We'll take our next question from C.J. Muse with Cantor Fitzgerald. Please go ahead. Your line is open.
Good afternoon. Thank you for taking the question. In your prepared remarks, you talked about returning to growth for memory in 2025. I know it is early, but would love to hear kind of your initial thoughts and maybe separating DRAM versus NAND? And then within DRAM, how you are seeing HBM conversion versus DDR5 and greenfields? And same for NAND, later accounts versus any sort of expectations for greenfield in the 2025 time frame?
Well, 2024 is really a transition year for memory. We're not seeing a lot of growth overall. Some in the DRAM front and some investment that's happened in China.
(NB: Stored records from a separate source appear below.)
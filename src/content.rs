//! Static page content.
//!
//! Plain immutable records; the sections only render them.

#[derive(Debug, Clone, Copy, PartialEq, Eq)]
pub struct NavLink {
    pub name: &'static str,
    /// Section element id
    pub target: &'static str,
}

#[derive(Debug, Clone, Copy, PartialEq, Eq)]
pub struct Stat {
    pub icon: &'static str,
    pub value: &'static str,
    pub label: &'static str,
}

#[derive(Debug, Clone, Copy, PartialEq, Eq)]
pub struct Project {
    pub title: &'static str,
    pub description: &'static str,
    pub image: &'static str,
    pub tags: &'static [&'static str],
    pub live: Option<&'static str>,
    pub source: Option<&'static str>,
}

#[derive(Debug, Clone, Copy, PartialEq, Eq)]
pub struct Skill {
    pub name: &'static str,
    /// Percentage, 0..=100
    pub level: u8,
}

#[derive(Debug, Clone, Copy, PartialEq, Eq)]
pub struct SkillCategory {
    pub name: &'static str,
    pub skills: &'static [Skill],
}

#[derive(Debug, Clone, Copy, PartialEq, Eq)]
pub struct ContactInfo {
    pub icon: &'static str,
    pub title: &'static str,
    pub value: &'static str,
    pub link: Option<&'static str>,
}

#[derive(Debug, Clone, Copy, PartialEq, Eq)]
pub struct SocialLink {
    pub label: &'static str,
    pub glyph: &'static str,
    pub href: &'static str,
}

/// Tags shown per project card.
pub const MAX_PROJECT_TAGS: usize = 3;

pub const SITE_NAME: &str = "Portfolio";

pub const NAV_LINKS: &[NavLink] = &[
    NavLink { name: "Home", target: "home" },
    NavLink { name: "About", target: "about" },
    NavLink { name: "Projects", target: "projects" },
    NavLink { name: "Skills", target: "skills" },
    NavLink { name: "Contact", target: "contact" },
];

pub const ABOUT_PARAGRAPHS: &[&str] = &[
    "I design and build software for the web and the desktop, with a soft spot for \
     interfaces that feel quiet and fast. I have been doing this professionally for \
     more than five years.",
    "Good design solves a problem first and decorates second. I like working close to \
     the people who use what I build, and I measure my work by whether it helps them.",
    "Away from the keyboard I read about typography, sketch buildings, and go hiking \
     whenever the weather allows.",
];

pub const STATS: &[Stat] = &[
    Stat { icon: "\u{1F4C5}", value: "5+", label: "Years Experience" },
    Stat { icon: "\u{1F4BC}", value: "50+", label: "Projects Completed" },
    Stat { icon: "\u{1F3C6}", value: "10+", label: "Awards Received" },
];

pub const PROJECTS: &[Project] = &[
    Project {
        title: "BrainBrawl",
        description: "Real-time multiplayer quiz game. Rooms, live scoreboards and a \
                      question editor, backed by a websocket server.",
        image: "https://images.unsplash.com/photo-1487058792275-0ad4aaf24ca7?auto=format&fit=crop&q=80",
        tags: &["React", "Node.js", "Express.js", "Socket.io"],
        live: Some("https://example.com/brainbrawl"),
        source: Some("https://github.com/example/brainbrawl"),
    },
    Project {
        title: "Portfolio Website",
        description: "This site: a single scrolling page with entrance animations and a \
                      working contact form.",
        image: "https://images.unsplash.com/photo-1488590528505-98d2b5aba04b?auto=format&fit=crop&q=80",
        tags: &["Rust", "Dioxus", "CSS"],
        live: None,
        source: Some("https://github.com/example/folio"),
    },
    Project {
        title: "Task Management App",
        description: "Boards, deadlines and reminders with drag-and-drop ordering and \
                      progress charts.",
        image: "https://images.unsplash.com/photo-1486312338219-ce68d2c6f44d?auto=format&fit=crop&q=80",
        tags: &["TypeScript", "React", "Firebase", "ChartJS"],
        live: Some("https://example.com/tasks"),
        source: Some("https://github.com/example/tasks"),
    },
];

pub const SKILL_CATEGORIES: &[SkillCategory] = &[
    SkillCategory {
        name: "Frontend Development",
        skills: &[
            Skill { name: "HTML & CSS", level: 95 },
            Skill { name: "JavaScript", level: 90 },
            Skill { name: "React", level: 85 },
            Skill { name: "TypeScript", level: 80 },
            Skill { name: "TailwindCSS", level: 90 },
        ],
    },
    SkillCategory {
        name: "Backend Development",
        skills: &[
            Skill { name: "Node.js", level: 80 },
            Skill { name: "Rust", level: 70 },
            Skill { name: "PostgreSQL", level: 70 },
            Skill { name: "SQL", level: 65 },
            Skill { name: "REST APIs", level: 85 },
        ],
    },
    SkillCategory {
        name: "Tools & Others",
        skills: &[
            Skill { name: "Git & GitHub", level: 85 },
            Skill { name: "UI/UX Design", level: 80 },
            Skill { name: "Responsive Design", level: 90 },
            Skill { name: "Testing", level: 70 },
            Skill { name: "Performance Tuning", level: 75 },
        ],
    },
];

pub const CONTACT_INFO: &[ContactInfo] = &[
    ContactInfo {
        icon: "\u{2709}",
        title: "Email",
        value: "hello@example.com",
        link: Some("mailto:hello@example.com"),
    },
    ContactInfo {
        icon: "\u{260E}",
        title: "Phone",
        value: "+1 (555) 123-4567",
        link: Some("tel:+15551234567"),
    },
    ContactInfo {
        icon: "\u{1F4CD}",
        title: "Location",
        value: "San Francisco, CA",
        link: None,
    },
];

pub const SOCIAL_LINKS: &[SocialLink] = &[
    SocialLink { label: "Twitter", glyph: "X", href: "https://twitter.com/" },
    SocialLink { label: "LinkedIn", glyph: "in", href: "https://www.linkedin.com/" },
    SocialLink { label: "GitHub", glyph: "GH", href: "https://github.com/" },
    SocialLink { label: "Instagram", glyph: "IG", href: "https://www.instagram.com/" },
];

#[cfg(test)]
mod tests {
    use std::collections::HashSet;

    use super::*;

    #[test]
    fn skill_levels_are_percentages() {
        for category in SKILL_CATEGORIES {
            assert!(!category.skills.is_empty());
            for skill in category.skills {
                assert!(skill.level <= 100, "{} has level {}", skill.name, skill.level);
            }
        }
    }

    #[test]
    fn project_titles_unique() {
        let titles: HashSet<_> = PROJECTS.iter().map(|p| p.title).collect();
        assert_eq!(titles.len(), PROJECTS.len());
    }

    #[test]
    fn nav_targets_unique() {
        let targets: HashSet<_> = NAV_LINKS.iter().map(|l| l.target).collect();
        assert_eq!(targets.len(), NAV_LINKS.len());
        assert!(targets.contains("contact"));
    }
}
So I think from a WFE point of view, 2025 is when we expect to see more growth there. I think that you talked about the drivers, particularly around DRAM and HBM being drivers into next year. I think, as we see our customers' business models improve, and we are certainly seeing the financial performance improved with pricing going up, so significantly over the course of this year. But that will translate into investment as we move into next year. I think on the flash market, we're less bullish into next year, although it is operating off a pretty low level. We'll see as we get closer to it. But right now, we do see a recovery in both parts of it, but certainly led by more DRAM than flash on an absolute WFE basis.
Yes. And I think much like some of what we saw in the early discussions of AI last year where we didn't really see an increase in silicon because there was still utilization leverage that our customers have. Some of that's in memory. So we really don't see capacity starting to be added significantly until '25 and into '26 on HBM. So as Bren said conversion, but then you don't get the capacity until later, and it's really HBM associated DRAM before you see flash.
Very helpful. And then as a follow-up, again in the prepared remarks, you talked about confidence in your relative performance. And obviously, no question around the foundry/logic side, given the complexity and larger die size. But curious, as you see increased memory into the mix, is there enough share of wallet on the logic/foundry side to kind of mitigate that and allow that relative outperformance? Would love to hear the kind of puts and takes around that.
Yes, we feel pretty good, CJ. We are seeing relative performance this year, and this is a year that's still pretty heavy overall in what I'll call legacy levels of investment, particularly in China. So as we start to move to leading edge and you see the entry ramp and also the initial investments; and then two we would expect that given our position, particularly in certain markets that we expect to scale and grow much faster than the overall that we are pretty well positioned into next year to see foundry and logic leading edge investment drive KLA share of the overall spend. We were talking about DRAM and HBM. HBM is a device that tends to -- first of all, you have advanced DRAM, you have EUV as a -- you get the introduction of for use of EUV with those chips, but also as you start to put the chips together, it creates not only potential packaging opportunities moving forward, but you also have increased sampling to ensure that each of the DRAM die is functioning properly. So we've seen DRAM improve from a process control intensity point of view since the introduction of EUV. And so I would expect to see that continue as well as we move forward. So yes, I think we feel pretty good about the relative positioning of the company as we move into next year.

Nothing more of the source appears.